The second principle above derives from John Locke’s theory of individual rights, as clarified by Ayn Rand. The starting—the beginning, the initiating—of physical force, as opposed to the defensive repelling of an attacking thief or potential murderer, is what must be banned from human relationships.

This universal principle, applied consistently to every area of our lives, gives us laissez-faire capitalism. When all of us are left alone to pursue our own values according to our own judgment, we—each one of us—can then decide for ourselves what is inherently harmful or dangerous. We then—each one of us—can decide for ourselves whether or not to engage in such an inherently harmful or dangerous action.

It is frankly no one else’s business whether we choose to take the easy path or the more challenging one. This is what is meant by a free society.

Now we may sometimes get a mean look from someone close to us, say a relative or spouse, who says something like, “You’re crazy. You can’t do that.
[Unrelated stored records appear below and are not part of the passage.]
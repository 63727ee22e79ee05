//! Application Layer - vecgate
//!
//! Owns the backend registry: the table that maps each [`BackendKind`] to
//! the factory able to construct it. Concrete providers are not a
//! dependency of this crate; they register themselves into
//! [`ports::registry::VECTOR_STORE_PROVIDERS`] at link time.
//!
//! [`BackendKind`]: vecgate_domain::BackendKind

pub mod ports;

pub use ports::registry::{
    BackendFactory, BackendRegistry, VECTOR_STORE_PROVIDERS, VectorStoreProviderConfig,
    VectorStoreProviderEntry, list_vector_store_providers,
};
It’s dangerous!” But whatever “it” happens to be, the relative or spouse is not likely to be pointing a gun at us.

The mean look of my friend’s environmentalist debater, on the other hand, along with many other of her leftist colleagues, consider their holier-than-thou virtues to be signaling only one thing: “You are immoral—for thinking this concrete object or action should not be regulated or banned. We know best and aim to make it law that you will be fined or imprisoned if you continue to use the object or take the action.”

This is a government gun talking and this is how government guns, when the law is passed, violate individual rights.

Mean looks do say something and do have consequences. Are the people with mean looks well-intended?